THE YEAR THAT BROKE AMERICA

An Immigration Crisis, a Terrorist Conspiracy, the Summer of Survivor, a Ridiculous Fake Billionaire, a Fight for Florida, and the 537 Votes That Changed Everything

by Andrew Rice

Pub Date: Feb. 22nd, 2022
ISBN: 978-0-06-297982-7
Publisher: Harper/HarperCollins

Chronicling a chaotic year in American life (not 2020).
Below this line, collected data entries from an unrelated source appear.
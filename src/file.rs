//! Encapsulates plaintext and gzip-compressed file input and output.
//!
//! The [`InputFile`] and [`OutputFile`] abstractions are for working with
//! possibly gzip-compressed map and table files. Output is staged in a
//! temporary file next to the destination and only renamed into place once
//! everything has been written, so a failed run leaves no partial files.
//!
use flate2::read::GzDecoder;
use flate2::write::GzEncoder;
use flate2::Compression;
use std::fs::File;
use std::io::{self, BufWriter, ErrorKind, Write};
use std::io::{BufRead, BufReader, Read};
use std::path::Path;
use tempfile::NamedTempFile;
use thiserror::Error;

#[derive(Error, Debug)]
pub enum FileError {
    #[error("IO error: {0}")]
    IOError(#[from] io::Error),
    #[error("Could not move finished output into place at '{0}': {1}")]
    PersistError(String, io::Error),
}

/// Check if a file is a gzipped by looking for the magic numbers.
///
/// Files shorter than the magic number are treated as plaintext.
fn is_gzipped_file(file_path: &str) -> io::Result<bool> {
    let mut file = File::open(file_path)?;
    let mut buffer = [0; 2];
    match file.read_exact(&mut buffer) {
        Ok(()) => Ok(buffer == [0x1f, 0x8b]),
        Err(e) if e.kind() == ErrorKind::UnexpectedEof => Ok(false),
        Err(e) => Err(e),
    }
}

/// Represents an input file.
///
/// This abstracts how data is read in, allowing for both plaintext and
/// gzip-compressed input to be read through a common interface.
pub struct InputFile {
    pub filepath: String,
}

impl InputFile {
    /// Constructs a new `InputFile`. Compression is detected from the file
    /// contents, not the extension.
    pub fn new(filepath: &str) -> Self {
        Self {
            filepath: filepath.to_string(),
        }
    }

    /// Opens the file and returns a buffered reader, decompressing on the fly
    /// when the file starts with the gzip magic number.
    pub fn reader(&self) -> Result<BufReader<Box<dyn Read>>, FileError> {
        let file = File::open(&self.filepath)?;
        let is_gzipped = is_gzipped_file(&self.filepath)?;
        let reader: Box<dyn Read> = if is_gzipped {
            Box::new(GzDecoder::new(file))
        } else {
            Box::new(file)
        };
        Ok(BufReader::new(reader))
    }

    /// Checks if the first line of the file starts with the expected header.
    pub fn has_header(&self, expect: &str) -> Result<bool, FileError> {
        let mut buf_reader = self.reader()?;
        let mut first_line = String::new();
        buf_reader.read_line(&mut first_line)?;
        Ok(first_line.starts_with(expect))
    }
}

/// Represents an output file.
///
/// This abstracts writing both plaintext and gzip-compressed files.
pub struct OutputFile {
    pub filepath: String,
    pub header: Option<Vec<String>>,
}

impl OutputFile {
    /// Constructs a new `OutputFile`.
    ///
    /// # Arguments
    ///
    /// * `filepath` - The destination path. If the file extension is `.gz`,
    ///   `OutputFile` will write gzip-compressed output.
    /// * `header` - Optional commented header lines (prefixed with `#`).
    pub fn new(filepath: &str, header: Option<Vec<String>>) -> Self {
        Self {
            filepath: filepath.to_string(),
            header,
        }
    }

    fn write_header(&self, writer: &mut dyn Write) -> io::Result<()> {
        if let Some(entries) = &self.header {
            for entry in entries {
                writeln!(writer, "#{}", entry)?;
            }
        }
        Ok(())
    }

    /// Write the file through `body`.
    ///
    /// The content goes to a temporary file in the destination directory,
    /// which replaces `filepath` only if `body` and all flushing succeed. On
    /// any error the temporary file is removed and the destination is left
    /// untouched.
    pub fn write_with<F, E>(&self, body: F) -> Result<(), E>
    where
        F: FnOnce(&mut dyn Write) -> Result<(), E>,
        E: From<io::Error> + From<FileError>,
    {
        let path = Path::new(&self.filepath);
        let mut tmp = NamedTempFile::new_in(self.staging_dir())?;
        {
            let buffered = BufWriter::new(tmp.as_file_mut());
            if self.filepath.ends_with(".gz") {
                let mut encoder = GzEncoder::new(buffered, Compression::default());
                self.write_header(&mut encoder)?;
                body(&mut encoder)?;
                encoder.finish()?.flush()?;
            } else {
                let mut buffered = buffered;
                self.write_header(&mut buffered)?;
                body(&mut buffered)?;
                buffered.flush()?;
            }
        }
        tmp.persist(path)
            .map_err(|e| FileError::PersistError(self.filepath.clone(), e.error))?;
        Ok(())
    }

    /// Like [`OutputFile::write_with`], for writers that open the file by
    /// name. `body` gets the path of the staged file; headers and
    /// compression are left to it.
    pub fn write_to_path<F, E>(&self, body: F) -> Result<(), E>
    where
        F: FnOnce(&str) -> Result<(), E>,
        E: From<io::Error> + From<FileError>,
    {
        let tmp = NamedTempFile::new_in(self.staging_dir())?;
        let staged = tmp
            .path()
            .to_str()
            .ok_or_else(|| io::Error::new(ErrorKind::InvalidInput, "output path is not UTF-8"))?
            .to_string();
        body(&staged)?;
        tmp.persist(Path::new(&self.filepath))
            .map_err(|e| FileError::PersistError(self.filepath.clone(), e.error))?;
        Ok(())
    }

    fn staging_dir(&self) -> &Path {
        match Path::new(&self.filepath).parent() {
            Some(parent) if !parent.as_os_str().is_empty() => parent,
            _ => Path::new("."),
        }
    }
}
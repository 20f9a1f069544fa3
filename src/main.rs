use clap::{Args, Parser, Subcommand, ValueEnum};
use epochmap::prelude::*;
use epochmap::sim::stage_seed;
use epochmap::{MapSlice, SyntheticMap};
use log::info;
use rand::SeedableRng;
use rand_xoshiro::Xoshiro256StarStar;

const INFO: &str = "\
epochmap: build recombination maps and run staged coalescent simulations
usage: epochmap [--help] <subcommand>

Subcommands:

  slice:     cut a random segment out of a genetic map.
  synth:     synthesize a map from a panel of regions and gaps.
  convert:   convert between map, HapMap and rate CSV formats.
  simulate:  run a single-epoch simulation and export it.
  epochs:    run a chain of epochs and export the final genealogy.

";

#[derive(Parser)]
#[clap(name = "epochmap")]
#[clap(about = INFO)]
struct Cli {
    /// Increase logging verbosity (-d info, -dd debug)
    #[arg(short, long, action = clap::ArgAction::Count, global = true)]
    debug: u8,

    #[command(subcommand)]
    command: Option<Commands>,
}

#[derive(Clone, Copy, Debug, ValueEnum)]
enum Anchor {
    Uniform,
    Marker,
}

impl From<Anchor> for SliceAnchor {
    fn from(anchor: Anchor) -> Self {
        match anchor {
            Anchor::Uniform => SliceAnchor::Uniform,
            Anchor::Marker => SliceAnchor::Marker,
        }
    }
}

#[derive(Clone, Copy, Debug, ValueEnum)]
enum Mode {
    /// noisy constant rates sampled every --step bp
    Stepped,
    /// normal-density peaks per region
    Normal,
}

#[derive(Args, Debug)]
struct SliceArgs {
    /// the input map file (chromosome, id, cM, bp)
    #[arg(short, long)]
    map: Option<String>,
    /// chromosome to use, if the map holds several
    #[arg(long)]
    chrom: Option<String>,
    /// segment length in bp
    #[arg(short, long)]
    length: Option<f64>,
    /// pad the slice to this sequence length
    #[arg(long)]
    pad_to: Option<f64>,
    /// rate (Morgans/bp) of the padding interval
    #[arg(long, default_value_t = 2e-8)]
    fill_rate: f64,
    /// how the slice start is drawn
    #[arg(long, value_enum, default_value_t = Anchor::Uniform)]
    anchor: Anchor,
}

#[derive(Args, Debug)]
struct PopArgs {
    /// number of diploid samples
    #[arg(short, long, default_value_t = 500)]
    sample: u32,
    /// diploid effective population size
    #[arg(short, long, default_value_t = 10_000)]
    pop: u32,
    /// mutation rate per bp per generation
    #[arg(short = 'u', long, default_value_t = 1e-8)]
    mutation: f64,
}

#[derive(Subcommand)]
enum Commands {
    /// Cut a random segment out of a genetic map.
    ///
    /// Writes <output>.csv (Position,Rate), <output>_forthread.map (normalized
    /// to start at zero) and <output>.map (the source rows in the segment).
    Slice {
        #[command(flatten)]
        slice: SliceArgs,
        /// output file prefix
        #[arg(short, long, required = true)]
        output: String,
        #[arg(long, default_value_t = 42)]
        seed: u64,
    },
    /// Synthesize a 20 Mb stress map from the built-in region panel.
    ///
    /// Writes <output>.csv and <output>.map.
    Synth {
        #[arg(long, value_enum, default_value_t = Mode::Stepped)]
        mode: Mode,
        /// distance between samples in stepped mode
        #[arg(long, default_value_t = 2000.0)]
        step: f64,
        /// output file prefix
        #[arg(short, long, required = true)]
        output: String,
        #[arg(long, default_value_t = 42)]
        seed: u64,
        #[arg(long, default_value = DEFAULT_CHROM)]
        chrom: String,
    },
    /// Convert a map file to HapMap, or a rate CSV to a map file.
    Convert {
        /// the input map file, written as <output>.hapmap
        #[arg(short, long, required_unless_present = "csv", conflicts_with = "csv")]
        map: Option<String>,
        /// the input Position,Rate CSV, written as <output>.map
        #[arg(long)]
        csv: Option<String>,
        /// sequence end closing the CSV rates
        #[arg(long)]
        end: Option<f64>,
        /// replace every CSV rate with this value
        #[arg(long)]
        constant_rate: Option<f64>,
        #[arg(long, default_value = DEFAULT_CHROM)]
        chrom: String,
        /// output file prefix
        #[arg(short, long, required = true)]
        output: String,
    },
    /// Run one epoch from time zero to full coalescence.
    ///
    /// Uses the whole map, a random --length slice of it, or a --synthetic
    /// panel. Writes the rate map and <output>.trees, <output>.vcf,
    /// <output>_edges.csv and <output>.checkpoint.json.
    Simulate {
        #[command(flatten)]
        pop: PopArgs,
        #[command(flatten)]
        slice: SliceArgs,
        /// use a synthetic panel instead of --map
        #[arg(long, value_enum, conflicts_with = "map")]
        synthetic: Option<Mode>,
        /// output file prefix
        #[arg(short, long, required = true)]
        output: String,
        #[arg(long, default_value_t = 42)]
        seed: u64,
    },
    /// Run a chain of epochs separated at --boundaries, each with a freshly
    /// sliced map, and export the final genealogy.
    Epochs {
        #[command(flatten)]
        pop: PopArgs,
        #[command(flatten)]
        slice: SliceArgs,
        /// generations at which one epoch ends and the next begins
        #[arg(long, value_delimiter = ',', default_values_t = [5000.0, 10000.0])]
        boundaries: Vec<f64>,
        /// output file prefix
        #[arg(short, long, required = true)]
        output: String,
        #[arg(long, default_value_t = 123)]
        seed: u64,
    },
}

fn init_logger(debug: u8) {
    env_logger::Builder::new()
        .filter_level(match debug {
            0 => log::LevelFilter::Warn,
            1 => log::LevelFilter::Info,
            _ => log::LevelFilter::Debug,
        })
        .init();
}

fn read_map(args: &SliceArgs) -> Result<GeneticMap, Error> {
    let path = args.map.as_deref().ok_or_else(|| {
        MapError::InvalidParameter("an input map is required (--map)".to_string())
    })?;
    let maps = GeneticMaps::from_path(path)?;
    Ok(maps.select(args.chrom.as_deref())?.clone())
}

fn slice_params(args: &SliceArgs, length: f64) -> SliceParams {
    SliceParams {
        length,
        anchor: args.anchor.into(),
        pad_to: args.pad_to,
        fill_rate: args.fill_rate,
    }
}

fn slice_map(args: &SliceArgs, output: &str, seed: u64) -> Result<MapSlice, Error> {
    let genetic_map = read_map(args)?;
    let params = slice_params(args, args.length.unwrap_or(10_000_000.0));
    let mut rng = Xoshiro256StarStar::seed_from_u64(seed);
    let slice = RateMapBuilder::slice(&genetic_map, &params, &mut rng)?;
    slice.write(output)?;
    Ok(slice)
}

fn synthesize(mode: Mode, step: f64, seed: u64) -> Result<SyntheticMap, Error> {
    let params = SyntheticParams {
        step,
        ..Default::default()
    };
    let synth = match mode {
        Mode::Stepped => {
            let (regions, gaps) = presets::stepped_panel();
            let mut rng = Xoshiro256StarStar::seed_from_u64(seed);
            RateMapBuilder::stepped(&regions, &gaps, &params, &mut rng)?
        }
        Mode::Normal => {
            let (regions, gaps) = presets::normal_panel();
            RateMapBuilder::normal_peaks(&regions, &gaps, &params)?
        }
    };
    Ok(synth)
}

fn convert(
    map: Option<&str>,
    csv: Option<&str>,
    end: Option<f64>,
    constant_rate: Option<f64>,
    chrom: &str,
    output: &str,
) -> Result<(), Error> {
    match (map, csv) {
        (Some(map), _) => {
            let maps = GeneticMaps::from_path(map)?;
            if maps.len() == 1 {
                maps.select(None)?.write_hapmap(&format!("{}.hapmap", output))?;
            } else {
                for (name, genetic_map) in maps.iter() {
                    genetic_map.write_hapmap(&format!("{}_{}.hapmap", output, name))?;
                }
            }
        }
        (None, Some(csv)) => {
            let mut rate_map = RateMap::read_csv(csv, end)?;
            if let Some(rate) = constant_rate {
                rate_map = rate_map.with_constant_rate(rate)?;
            }
            rate_map.write_map(&format!("{}.map", output), chrom)?;
        }
        (None, None) => {
            return Err(
                MapError::InvalidParameter("one of --map or --csv is required".to_string()).into(),
            )
        }
    }
    Ok(())
}

fn simulate(
    pop: &PopArgs,
    slice: &SliceArgs,
    synthetic: Option<Mode>,
    output: &str,
    seed: u64,
) -> Result<(), Error> {
    let (rate_map, chrom) = match synthetic {
        Some(mode) => {
            let synth = synthesize(mode, 2000.0, seed)?;
            let chrom = slice.chrom.clone().unwrap_or_else(|| DEFAULT_CHROM.to_string());
            (synth.write(output, &chrom)?, chrom)
        }
        None => {
            if slice.length.is_some() {
                let sliced = slice_map(slice, output, seed)?;
                (sliced.rate_map, sliced.source.chrom)
            } else {
                let genetic_map = read_map(slice)?;
                let rate_map = RateMapBuilder::from_genetic_map(&genetic_map)?;
                rate_map.write_csv(&format!("{}.csv", output))?;
                rate_map.write_map(&format!("{}_forthread.map", output), &genetic_map.chrom)?;
                (rate_map, genetic_map.chrom)
            }
        }
    };

    let stage = SimulationStage {
        population_size: pop.pop,
        sample_size: pop.sample,
        rate_map,
        mutation_rate: pop.mutation,
        start_time: None,
        end_time: None,
        seed: Some(seed),
    };
    let genealogy = epochmap::run_stage(&CoalescentSimulator::default(), &stage, None, seed)?;
    genealogy.export(output, &chrom)?;
    Ok(())
}

fn run_epochs(
    pop: &PopArgs,
    slice: &SliceArgs,
    boundaries: &[f64],
    output: &str,
    seed: u64,
) -> Result<(), Error> {
    let genetic_map = read_map(slice)?;
    let length = slice.length.unwrap_or(20_000_000.0);
    // every epoch must share one sequence length to continue the genealogy
    let mut params = slice_params(slice, length);
    params.pad_to = Some(slice.pad_to.unwrap_or(length));

    let mut starts = vec![0.0];
    starts.extend(boundaries.iter().copied());
    let mut ends: Vec<Option<f64>> = boundaries.iter().map(|&b| Some(b)).collect();
    ends.push(None);

    let mut chain = EpochChain::new(CoalescentSimulator::default(), seed);
    for (i, (start, end)) in starts.into_iter().zip(ends).enumerate() {
        let stage_seed = stage_seed(seed, i);
        let mut rng = Xoshiro256StarStar::seed_from_u64(stage_seed);
        let sliced = RateMapBuilder::slice(&genetic_map, &params, &mut rng)?;
        sliced.write(&format!("{}_stage{}", output, i + 1))?;
        info!("epoch {} uses {}:{}-{}", i + 1, genetic_map.chrom, sliced.start, sliced.end);
        chain.push(SimulationStage {
            population_size: pop.pop,
            sample_size: pop.sample,
            rate_map: sliced.rate_map,
            mutation_rate: pop.mutation,
            start_time: Some(start),
            end_time: end,
            seed: Some(stage_seed),
        });
    }
    let genealogy = chain.run()?;
    info!(
        "final genealogy covers {} generations",
        genealogy.total_elapsed()
    );
    genealogy.export(output, &genetic_map.chrom)?;
    Ok(())
}

fn run() -> Result<(), Error> {
    let cli = Cli::parse();
    init_logger(cli.debug);
    match &cli.command {
        Some(Commands::Slice {
            slice,
            output,
            seed,
        }) => {
            slice_map(slice, output, *seed)?;
            Ok(())
        }
        Some(Commands::Synth {
            mode,
            step,
            output,
            seed,
            chrom,
        }) => {
            synthesize(*mode, *step, *seed)?.write(output, chrom)?;
            Ok(())
        }
        Some(Commands::Convert {
            map,
            csv,
            end,
            constant_rate,
            chrom,
            output,
        }) => convert(
            map.as_deref(),
            csv.as_deref(),
            *end,
            *constant_rate,
            chrom,
            output,
        ),
        Some(Commands::Simulate {
            pop,
            slice,
            synthetic,
            output,
            seed,
        }) => simulate(pop, slice, *synthetic, output, *seed),
        Some(Commands::Epochs {
            pop,
            slice,
            boundaries,
            output,
            seed,
        }) => run_epochs(pop, slice, boundaries, output, *seed),
        None => {
            println!("{}\n", INFO);
            std::process::exit(1);
        }
    }
}

fn main() {
    match run() {
        Ok(_) => {}
        Err(e) => {
            eprintln!("Error: {}", e);
            std::process::exit(1);
        }
    }
}
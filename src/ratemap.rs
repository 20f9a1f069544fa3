use csv::ReaderBuilder;
use log::warn;
use serde::{Deserialize, Serialize};

use crate::error::MapError;
use crate::file::{InputFile, OutputFile};
use crate::genmap::GeneticMap;
use crate::numeric::interp1d;

/// Centimorgans per Morgan. Map files store centimorgans, rates are Morgans/bp.
pub const CM_PER_MORGAN: f64 = 100.0;

/// HapMap rate columns are in cM/Mb; multiplying by this gives Morgans/bp.
pub const CM_MB_CONVERSION: f64 = 1e-8;

/// One `Position,Rate` row of the rate CSV.
#[derive(Debug, Clone, Copy, PartialEq, Serialize, Deserialize)]
pub struct RateSample {
    #[serde(rename = "Position")]
    pub position: f64,
    #[serde(rename = "Rate")]
    pub rate: f64,
}

/// A piecewise-constant recombination rate over physical positions.
///
/// `rates[i]` is the rate in Morgans per base pair on `[positions[i], positions[i+1])`,
/// so there is always exactly one fewer rate than positions. The map is validated
/// on construction and immutable afterwards.
#[derive(Debug, Clone, PartialEq, Serialize, Deserialize)]
pub struct RateMap {
    positions: Vec<f64>,
    rates: Vec<f64>,
}

impl RateMap {
    /// Create a new rate map, checking that positions strictly increase and
    /// that every rate is finite and non-negative.
    pub fn new(positions: Vec<f64>, rates: Vec<f64>) -> Result<Self, MapError> {
        if positions.is_empty() {
            return Err(MapError::InvalidLength(
                "a rate map needs at least one position".to_string(),
            ));
        }
        if rates.len() + 1 != positions.len() {
            return Err(MapError::InvalidLength(format!(
                "{} positions require {} rates, got {}",
                positions.len(),
                positions.len() - 1,
                rates.len()
            )));
        }
        if let Some(bad) = positions.iter().find(|p| !p.is_finite() || **p < 0.0) {
            return Err(MapError::NotSorted(format!("invalid position {}", bad)));
        }
        if let Some(pair) = positions.windows(2).find(|pair| pair[1] <= pair[0]) {
            return Err(MapError::NotSorted(format!("{} follows {}", pair[1], pair[0])));
        }
        if let Some((i, rate)) = rates
            .iter()
            .enumerate()
            .find(|(_, r)| !r.is_finite() || **r < 0.0)
        {
            return Err(MapError::ImproperRate(format!("{} at {}", rate, positions[i])));
        }
        Ok(Self { positions, rates })
    }

    /// Build a map from `Position,Rate` samples.
    ///
    /// If `end` is given it becomes the final breakpoint and every sample keeps
    /// its rate; otherwise the last sample's position closes the map and its
    /// rate is dropped.
    pub fn from_samples(samples: &[RateSample], end: Option<f64>) -> Result<Self, MapError> {
        let mut positions: Vec<f64> = samples.iter().map(|s| s.position).collect();
        let mut rates: Vec<f64> = samples.iter().map(|s| s.rate).collect();
        match end {
            Some(end) => positions.push(end),
            None => {
                rates.pop();
            }
        }
        RateMap::new(positions, rates)
    }

    /// The breakpoints.
    pub fn positions(&self) -> &[f64] {
        &self.positions
    }

    /// The per-interval rates, in Morgans per base pair.
    pub fn rates(&self) -> &[f64] {
        &self.rates
    }

    /// The number of intervals.
    pub fn len(&self) -> usize {
        self.rates.len()
    }

    pub fn is_empty(&self) -> bool {
        self.rates.is_empty()
    }

    /// The sequence length, i.e. the final breakpoint.
    pub fn sequence_length(&self) -> f64 {
        self.positions.last().copied().unwrap_or(0.0)
    }

    /// Returns the spans (i.e. widths) in basepairs between each breakpoint.
    pub fn span(&self) -> Vec<f64> {
        self.positions.windows(2).map(|pair| pair[1] - pair[0]).collect()
    }

    /// Returns the map length in Morgans of each interval.
    pub fn mass(&self) -> Vec<f64> {
        self.rates
            .iter()
            .zip(self.span().iter())
            .map(|(&x, &y)| x * y)
            .collect()
    }

    /// Cumulative map length in Morgans at every breakpoint, starting at zero.
    pub fn cumulative_mass(&self) -> Vec<f64> {
        let mut cumulative = Vec::with_capacity(self.positions.len());
        cumulative.push(0.0);
        let mut state = 0.0;
        for mass in self.mass() {
            state += mass;
            cumulative.push(state);
        }
        cumulative
    }

    /// Cumulative genetic positions in centimorgans at every breakpoint, starting at zero.
    pub fn genetic_positions(&self) -> Vec<f64> {
        self.cumulative_mass()
            .into_iter()
            .map(|morgans| morgans * CM_PER_MORGAN)
            .collect()
    }

    /// Calculate the total map length in centimorgans.
    pub fn total_map_length(&self) -> f64 {
        self.mass().iter().sum::<f64>() * CM_PER_MORGAN
    }

    /// Linearly interpolate the cumulative genetic position (cM) at `position`.
    /// Positions outside the map are clamped to its ends.
    pub fn genetic_position(&self, position: f64) -> f64 {
        interp1d(&self.positions, &self.genetic_positions(), position).unwrap_or(0.0)
    }

    /// Extend the map to `length` with a final interval at `fill_rate`.
    ///
    /// A map which already ends at `length` is returned unchanged.
    pub fn pad_to(&self, length: f64, fill_rate: f64) -> Result<RateMap, MapError> {
        let end = self.sequence_length();
        if end > length {
            return Err(MapError::InvalidLength(format!(
                "map ends at {} which is beyond the padding target {}",
                end, length
            )));
        }
        if end == length {
            return Ok(self.clone());
        }
        let mut positions = self.positions.clone();
        let mut rates = self.rates.clone();
        positions.push(length);
        rates.push(fill_rate);
        RateMap::new(positions, rates)
    }

    /// The same breakpoints with every interval set to `rate`.
    pub fn with_constant_rate(&self, rate: f64) -> Result<RateMap, MapError> {
        RateMap::new(self.positions.clone(), vec![rate; self.rates.len()])
    }

    /// The `Position,Rate` rows, one per breakpoint except the last.
    pub fn samples(&self) -> Vec<RateSample> {
        self.positions
            .iter()
            .zip(self.rates.iter())
            .map(|(&position, &rate)| RateSample { position, rate })
            .collect()
    }

    /// Write the map as a `Position,Rate` CSV.
    pub fn write_csv(&self, filepath: &str) -> Result<(), MapError> {
        OutputFile::new(filepath, None).write_with(|writer| -> Result<(), MapError> {
            let mut wtr = csv::Writer::from_writer(writer);
            for sample in self.samples() {
                wtr.serialize(sample)?;
            }
            wtr.flush()?;
            Ok(())
        })
    }

    /// Read a `Position,Rate` CSV.
    ///
    /// The CSV carries no sequence end, so `end` closes the map if given.
    /// Without it the final row only provides the closing position.
    pub fn read_csv(filepath: &str, end: Option<f64>) -> Result<RateMap, MapError> {
        let reader = InputFile::new(filepath).reader()?;
        let mut rdr = ReaderBuilder::new().has_headers(true).from_reader(reader);
        let samples = rdr
            .deserialize()
            .collect::<Result<Vec<RateSample>, csv::Error>>()?;
        RateMap::from_samples(&samples, end)
    }

    /// Convert to a four-column genetic map with `.` marker ids.
    pub fn to_genetic_map(&self, chrom: &str) -> GeneticMap {
        GeneticMap::from_rate_map(self, chrom)
    }

    /// Write the map in the four-column (chrom, id, cM, bp) format.
    pub fn write_map(&self, filepath: &str, chrom: &str) -> Result<(), MapError> {
        let genetic_map = self.to_genetic_map(chrom);
        if self.rates.iter().all(|&r| r == 0.0) {
            warn!("writing a map of zero total length to {}", filepath);
        }
        genetic_map.write(filepath)
    }
}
Journalist Rice, a contributing editor at New York Magazine, draws on a mixture of reportage, archival sources, interviews, and legal testimony to create a heady portrait of the year 2000, which he claims marked a shattering turning point for the nation. Wildly digressive and overlong, the narrative veers from politics to business, immigration to terrorism, Florida to Kandahar. He begins in late 1999, when Ziad Jarrah left Germany to engage in terrorist training. His life would end on Sept. 11, 2001, in an attack orchestrated by Osama bin Laden. It was a year when the nation’s cultural elite were presided over by a cast of men whose fortunes would fall precipitously in the decades that followed: film mogul Harvey Weinstein, TV executives Les Moonves and Roger Ailes, Fox News talking head Bill O’Reilly, and Matt Lauer. On the political scene, Al Gore struggled to separate himself from the huge personality of Bill Clinton, while George W. Bush honed his identity as an “easygoing centrist” and “compassionate conservative.” The election in which the Supreme Court decided for Bush was the first since 1888 in which a candidate who won the popular vote still lost. On the immigrant front, the family battle over custody of Elián Gonzalez played out on TV, a spectacle that cultural critic Frank Rich called a “relentless hybrid of media circus, soap opera and tabloid journalism.” Reality TV, not limited to real-life events, was shaped into a new genre of entertainment with CBS’s hugely popular Survivor. Among the dramatis personae in Rice’s well-populated history are Janet Reno, Clinton’s attorney general; David Boies, Gore’s lawyer; financier Kevin Ingram, involved in the “gangland culture” of Deutsche Bank; real estate tycoon Donald Trump, ruminating on the idea of running for office, and his then-girlfriend Melania Knauss; and activist Jesse Jackson.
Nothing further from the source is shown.